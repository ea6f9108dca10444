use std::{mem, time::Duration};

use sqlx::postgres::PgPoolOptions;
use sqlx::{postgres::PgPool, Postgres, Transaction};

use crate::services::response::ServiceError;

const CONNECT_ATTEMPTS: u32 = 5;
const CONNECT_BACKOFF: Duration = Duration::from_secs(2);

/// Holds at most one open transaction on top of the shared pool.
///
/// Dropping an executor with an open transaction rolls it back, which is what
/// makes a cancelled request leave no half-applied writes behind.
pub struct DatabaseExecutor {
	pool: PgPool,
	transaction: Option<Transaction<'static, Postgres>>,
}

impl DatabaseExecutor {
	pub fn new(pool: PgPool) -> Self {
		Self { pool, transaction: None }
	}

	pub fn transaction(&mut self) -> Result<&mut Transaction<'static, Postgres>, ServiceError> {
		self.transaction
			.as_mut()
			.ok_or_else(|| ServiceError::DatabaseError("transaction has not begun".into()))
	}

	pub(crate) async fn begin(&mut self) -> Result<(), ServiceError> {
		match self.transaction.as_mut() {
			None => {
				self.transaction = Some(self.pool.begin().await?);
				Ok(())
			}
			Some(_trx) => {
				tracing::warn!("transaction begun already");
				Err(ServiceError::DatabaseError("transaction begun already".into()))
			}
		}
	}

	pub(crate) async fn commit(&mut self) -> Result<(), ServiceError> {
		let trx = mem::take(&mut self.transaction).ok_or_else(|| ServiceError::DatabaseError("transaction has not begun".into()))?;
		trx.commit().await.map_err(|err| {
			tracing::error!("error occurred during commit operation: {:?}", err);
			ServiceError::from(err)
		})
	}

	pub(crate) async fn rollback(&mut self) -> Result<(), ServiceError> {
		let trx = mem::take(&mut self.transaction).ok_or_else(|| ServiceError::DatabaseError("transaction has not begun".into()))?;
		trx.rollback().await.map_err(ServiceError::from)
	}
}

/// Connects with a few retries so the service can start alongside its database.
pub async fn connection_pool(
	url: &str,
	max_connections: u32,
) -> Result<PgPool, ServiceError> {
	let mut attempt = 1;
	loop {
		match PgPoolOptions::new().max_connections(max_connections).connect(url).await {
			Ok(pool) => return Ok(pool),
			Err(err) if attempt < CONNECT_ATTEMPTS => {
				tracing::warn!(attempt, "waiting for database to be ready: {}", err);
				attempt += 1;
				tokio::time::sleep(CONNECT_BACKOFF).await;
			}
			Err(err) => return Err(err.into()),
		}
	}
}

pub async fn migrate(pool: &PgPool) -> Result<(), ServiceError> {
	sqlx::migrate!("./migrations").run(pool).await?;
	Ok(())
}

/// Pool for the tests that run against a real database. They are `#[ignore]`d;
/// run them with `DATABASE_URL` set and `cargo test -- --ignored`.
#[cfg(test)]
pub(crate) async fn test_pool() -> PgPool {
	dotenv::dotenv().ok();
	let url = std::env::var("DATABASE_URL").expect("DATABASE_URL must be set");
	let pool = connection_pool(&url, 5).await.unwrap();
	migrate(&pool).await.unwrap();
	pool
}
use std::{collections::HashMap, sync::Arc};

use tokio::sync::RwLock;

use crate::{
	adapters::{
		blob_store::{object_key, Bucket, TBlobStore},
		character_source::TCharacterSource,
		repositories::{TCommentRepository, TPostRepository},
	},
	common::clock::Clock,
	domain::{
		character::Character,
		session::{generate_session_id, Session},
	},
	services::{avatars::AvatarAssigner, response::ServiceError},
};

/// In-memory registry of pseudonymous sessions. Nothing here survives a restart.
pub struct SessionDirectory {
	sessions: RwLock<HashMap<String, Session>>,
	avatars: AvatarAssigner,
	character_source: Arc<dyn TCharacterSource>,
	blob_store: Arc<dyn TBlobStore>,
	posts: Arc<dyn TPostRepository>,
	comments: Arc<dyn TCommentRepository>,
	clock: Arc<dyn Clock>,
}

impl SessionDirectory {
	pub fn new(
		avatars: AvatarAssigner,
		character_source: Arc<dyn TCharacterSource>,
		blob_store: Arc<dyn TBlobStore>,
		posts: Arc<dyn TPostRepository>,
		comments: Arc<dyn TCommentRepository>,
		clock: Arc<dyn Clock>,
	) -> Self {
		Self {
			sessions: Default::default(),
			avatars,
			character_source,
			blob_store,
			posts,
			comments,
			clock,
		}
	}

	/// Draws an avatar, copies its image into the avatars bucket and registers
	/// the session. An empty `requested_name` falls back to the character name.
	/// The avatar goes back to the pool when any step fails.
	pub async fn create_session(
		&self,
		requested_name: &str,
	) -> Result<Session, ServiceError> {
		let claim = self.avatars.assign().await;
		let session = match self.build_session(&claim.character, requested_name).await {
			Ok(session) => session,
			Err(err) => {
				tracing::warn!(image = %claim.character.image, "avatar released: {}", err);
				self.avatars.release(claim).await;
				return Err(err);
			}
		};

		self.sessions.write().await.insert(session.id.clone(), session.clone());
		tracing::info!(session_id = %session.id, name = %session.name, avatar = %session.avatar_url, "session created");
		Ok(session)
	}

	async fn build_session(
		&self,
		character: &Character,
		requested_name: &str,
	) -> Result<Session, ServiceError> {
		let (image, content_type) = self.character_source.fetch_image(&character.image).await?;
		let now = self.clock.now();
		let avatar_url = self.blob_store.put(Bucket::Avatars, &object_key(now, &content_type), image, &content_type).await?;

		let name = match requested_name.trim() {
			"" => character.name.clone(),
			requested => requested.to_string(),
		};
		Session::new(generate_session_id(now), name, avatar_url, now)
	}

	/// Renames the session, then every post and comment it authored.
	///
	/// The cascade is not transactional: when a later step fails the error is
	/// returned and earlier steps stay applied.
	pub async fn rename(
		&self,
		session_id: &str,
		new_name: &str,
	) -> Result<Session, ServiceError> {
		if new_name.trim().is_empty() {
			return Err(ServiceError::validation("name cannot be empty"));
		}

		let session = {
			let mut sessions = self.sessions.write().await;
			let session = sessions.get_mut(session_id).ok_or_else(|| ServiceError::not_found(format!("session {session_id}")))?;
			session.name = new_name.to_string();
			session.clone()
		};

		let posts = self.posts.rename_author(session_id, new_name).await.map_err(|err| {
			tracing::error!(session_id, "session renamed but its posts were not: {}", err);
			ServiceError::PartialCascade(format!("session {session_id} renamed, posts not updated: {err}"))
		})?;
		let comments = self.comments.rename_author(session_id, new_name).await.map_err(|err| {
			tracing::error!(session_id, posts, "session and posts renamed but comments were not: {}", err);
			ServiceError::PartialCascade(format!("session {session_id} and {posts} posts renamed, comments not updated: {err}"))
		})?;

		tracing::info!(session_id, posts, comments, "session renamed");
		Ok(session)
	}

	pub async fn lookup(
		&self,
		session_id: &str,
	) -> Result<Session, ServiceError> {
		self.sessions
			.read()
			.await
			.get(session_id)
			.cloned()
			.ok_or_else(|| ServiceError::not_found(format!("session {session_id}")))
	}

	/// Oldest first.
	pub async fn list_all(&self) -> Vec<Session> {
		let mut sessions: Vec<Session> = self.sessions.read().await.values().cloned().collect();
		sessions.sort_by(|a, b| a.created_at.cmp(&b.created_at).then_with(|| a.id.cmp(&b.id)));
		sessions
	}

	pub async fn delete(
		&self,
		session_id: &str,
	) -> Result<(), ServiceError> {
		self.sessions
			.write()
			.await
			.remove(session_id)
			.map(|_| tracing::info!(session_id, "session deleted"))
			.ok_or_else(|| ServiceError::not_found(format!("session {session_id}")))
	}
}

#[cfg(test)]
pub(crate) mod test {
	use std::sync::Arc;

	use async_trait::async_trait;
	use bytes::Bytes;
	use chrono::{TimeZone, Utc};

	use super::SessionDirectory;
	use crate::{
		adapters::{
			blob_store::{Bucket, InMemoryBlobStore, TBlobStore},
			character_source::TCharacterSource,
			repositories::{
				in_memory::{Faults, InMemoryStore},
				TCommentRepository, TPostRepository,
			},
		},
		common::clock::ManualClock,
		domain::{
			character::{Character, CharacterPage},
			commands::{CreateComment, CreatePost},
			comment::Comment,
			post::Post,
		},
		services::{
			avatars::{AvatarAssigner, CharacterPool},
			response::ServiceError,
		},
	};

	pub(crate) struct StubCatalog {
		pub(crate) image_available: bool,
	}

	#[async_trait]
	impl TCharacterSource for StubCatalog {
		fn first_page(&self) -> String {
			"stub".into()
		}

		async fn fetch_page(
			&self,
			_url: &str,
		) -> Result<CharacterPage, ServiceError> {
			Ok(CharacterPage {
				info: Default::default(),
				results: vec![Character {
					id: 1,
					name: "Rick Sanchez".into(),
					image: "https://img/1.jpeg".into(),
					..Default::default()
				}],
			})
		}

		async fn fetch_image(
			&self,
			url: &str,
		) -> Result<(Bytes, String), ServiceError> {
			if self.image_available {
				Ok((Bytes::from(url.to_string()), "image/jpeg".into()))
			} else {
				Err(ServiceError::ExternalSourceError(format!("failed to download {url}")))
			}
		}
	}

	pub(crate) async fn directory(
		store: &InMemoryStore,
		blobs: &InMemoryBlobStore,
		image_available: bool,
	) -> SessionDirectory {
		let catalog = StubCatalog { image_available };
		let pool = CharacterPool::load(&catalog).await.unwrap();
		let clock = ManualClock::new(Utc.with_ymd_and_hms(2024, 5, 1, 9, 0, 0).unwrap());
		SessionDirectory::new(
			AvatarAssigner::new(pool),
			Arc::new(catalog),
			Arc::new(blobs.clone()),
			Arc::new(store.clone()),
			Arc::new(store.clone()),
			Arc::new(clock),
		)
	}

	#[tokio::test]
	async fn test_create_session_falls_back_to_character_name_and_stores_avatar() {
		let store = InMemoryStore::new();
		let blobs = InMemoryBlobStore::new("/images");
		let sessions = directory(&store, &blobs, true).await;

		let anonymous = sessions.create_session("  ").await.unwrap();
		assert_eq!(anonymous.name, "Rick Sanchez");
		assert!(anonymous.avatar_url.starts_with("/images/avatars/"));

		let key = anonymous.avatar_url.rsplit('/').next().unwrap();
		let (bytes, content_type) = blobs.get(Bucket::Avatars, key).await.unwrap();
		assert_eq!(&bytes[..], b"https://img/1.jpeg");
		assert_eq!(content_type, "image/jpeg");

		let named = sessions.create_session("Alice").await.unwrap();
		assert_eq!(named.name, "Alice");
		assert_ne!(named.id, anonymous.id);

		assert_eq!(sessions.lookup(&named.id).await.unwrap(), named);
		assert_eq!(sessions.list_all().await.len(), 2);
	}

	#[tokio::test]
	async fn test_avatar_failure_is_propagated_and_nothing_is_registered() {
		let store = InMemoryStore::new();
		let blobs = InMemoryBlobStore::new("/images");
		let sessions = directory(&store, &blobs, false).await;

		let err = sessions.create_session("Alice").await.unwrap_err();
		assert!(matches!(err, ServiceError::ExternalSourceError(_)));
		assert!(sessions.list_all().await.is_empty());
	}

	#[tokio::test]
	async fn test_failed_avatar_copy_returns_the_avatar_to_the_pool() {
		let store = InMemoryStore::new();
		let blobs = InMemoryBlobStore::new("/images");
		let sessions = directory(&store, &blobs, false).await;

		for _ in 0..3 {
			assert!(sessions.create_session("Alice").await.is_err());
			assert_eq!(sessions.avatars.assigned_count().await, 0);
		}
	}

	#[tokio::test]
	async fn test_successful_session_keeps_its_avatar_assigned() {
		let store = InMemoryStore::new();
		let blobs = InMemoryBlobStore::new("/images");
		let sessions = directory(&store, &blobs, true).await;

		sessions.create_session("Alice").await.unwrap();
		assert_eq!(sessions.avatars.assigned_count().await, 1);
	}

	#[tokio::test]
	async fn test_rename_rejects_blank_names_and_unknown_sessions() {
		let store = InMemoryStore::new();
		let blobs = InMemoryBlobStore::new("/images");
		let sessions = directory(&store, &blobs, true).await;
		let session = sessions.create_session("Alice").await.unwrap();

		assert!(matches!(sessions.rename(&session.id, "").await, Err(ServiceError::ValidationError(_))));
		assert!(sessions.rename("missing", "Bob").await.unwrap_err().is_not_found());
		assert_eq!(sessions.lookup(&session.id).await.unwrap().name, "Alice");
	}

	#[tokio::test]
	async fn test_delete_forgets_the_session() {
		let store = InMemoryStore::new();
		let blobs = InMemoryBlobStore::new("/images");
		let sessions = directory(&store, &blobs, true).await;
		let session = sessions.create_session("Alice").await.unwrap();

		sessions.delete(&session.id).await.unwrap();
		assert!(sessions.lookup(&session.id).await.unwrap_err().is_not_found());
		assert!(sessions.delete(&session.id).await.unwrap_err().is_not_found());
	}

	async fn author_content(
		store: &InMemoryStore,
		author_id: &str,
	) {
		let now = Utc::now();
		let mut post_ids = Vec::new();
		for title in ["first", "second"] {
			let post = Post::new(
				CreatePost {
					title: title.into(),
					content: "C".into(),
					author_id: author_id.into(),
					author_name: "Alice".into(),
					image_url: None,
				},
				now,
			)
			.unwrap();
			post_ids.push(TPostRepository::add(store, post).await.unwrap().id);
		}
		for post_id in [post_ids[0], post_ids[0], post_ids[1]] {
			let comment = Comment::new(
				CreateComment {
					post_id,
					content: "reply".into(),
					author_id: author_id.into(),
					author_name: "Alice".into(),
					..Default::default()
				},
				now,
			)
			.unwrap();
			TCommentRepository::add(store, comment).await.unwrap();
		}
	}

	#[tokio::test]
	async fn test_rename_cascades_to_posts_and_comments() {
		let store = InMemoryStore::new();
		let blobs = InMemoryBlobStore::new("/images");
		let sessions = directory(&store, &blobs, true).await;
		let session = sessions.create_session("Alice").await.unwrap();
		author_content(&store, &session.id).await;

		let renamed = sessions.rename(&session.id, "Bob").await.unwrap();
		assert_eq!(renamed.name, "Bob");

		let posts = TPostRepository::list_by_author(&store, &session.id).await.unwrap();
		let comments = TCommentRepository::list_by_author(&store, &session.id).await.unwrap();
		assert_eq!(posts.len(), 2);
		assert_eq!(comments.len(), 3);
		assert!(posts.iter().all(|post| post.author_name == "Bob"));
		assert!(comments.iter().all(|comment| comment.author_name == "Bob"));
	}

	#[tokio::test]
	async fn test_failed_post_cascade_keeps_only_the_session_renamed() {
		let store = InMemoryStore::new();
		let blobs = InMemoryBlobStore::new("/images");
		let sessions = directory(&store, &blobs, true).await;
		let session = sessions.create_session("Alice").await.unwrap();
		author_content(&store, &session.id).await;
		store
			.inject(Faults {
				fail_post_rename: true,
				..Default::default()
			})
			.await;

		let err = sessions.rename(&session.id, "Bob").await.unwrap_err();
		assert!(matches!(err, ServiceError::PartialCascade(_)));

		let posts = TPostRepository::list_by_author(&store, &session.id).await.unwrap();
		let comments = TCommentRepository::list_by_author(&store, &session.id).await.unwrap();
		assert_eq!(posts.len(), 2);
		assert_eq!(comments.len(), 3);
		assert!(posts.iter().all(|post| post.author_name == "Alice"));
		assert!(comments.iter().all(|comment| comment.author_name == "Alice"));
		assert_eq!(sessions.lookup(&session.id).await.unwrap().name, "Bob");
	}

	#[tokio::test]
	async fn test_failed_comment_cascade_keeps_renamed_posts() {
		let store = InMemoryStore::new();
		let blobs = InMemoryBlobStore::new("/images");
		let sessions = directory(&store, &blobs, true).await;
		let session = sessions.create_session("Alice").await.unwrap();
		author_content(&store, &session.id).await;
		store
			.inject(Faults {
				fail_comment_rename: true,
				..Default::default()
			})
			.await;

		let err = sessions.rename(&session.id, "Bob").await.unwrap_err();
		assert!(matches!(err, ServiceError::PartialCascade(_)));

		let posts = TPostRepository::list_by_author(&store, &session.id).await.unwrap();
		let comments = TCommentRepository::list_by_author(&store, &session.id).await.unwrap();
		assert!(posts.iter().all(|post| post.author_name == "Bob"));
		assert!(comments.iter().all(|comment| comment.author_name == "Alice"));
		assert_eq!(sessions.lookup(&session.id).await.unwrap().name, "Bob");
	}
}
+ + + + + + +
**GOAL OF THE EXERCISE**
Find the word "struct" in the entries. Copy each line that holds it.

**SOLUTION BELOW**
pub struct DatabaseExecutor {
pub struct SessionDirectory {
	pub(crate) struct StubCatalog {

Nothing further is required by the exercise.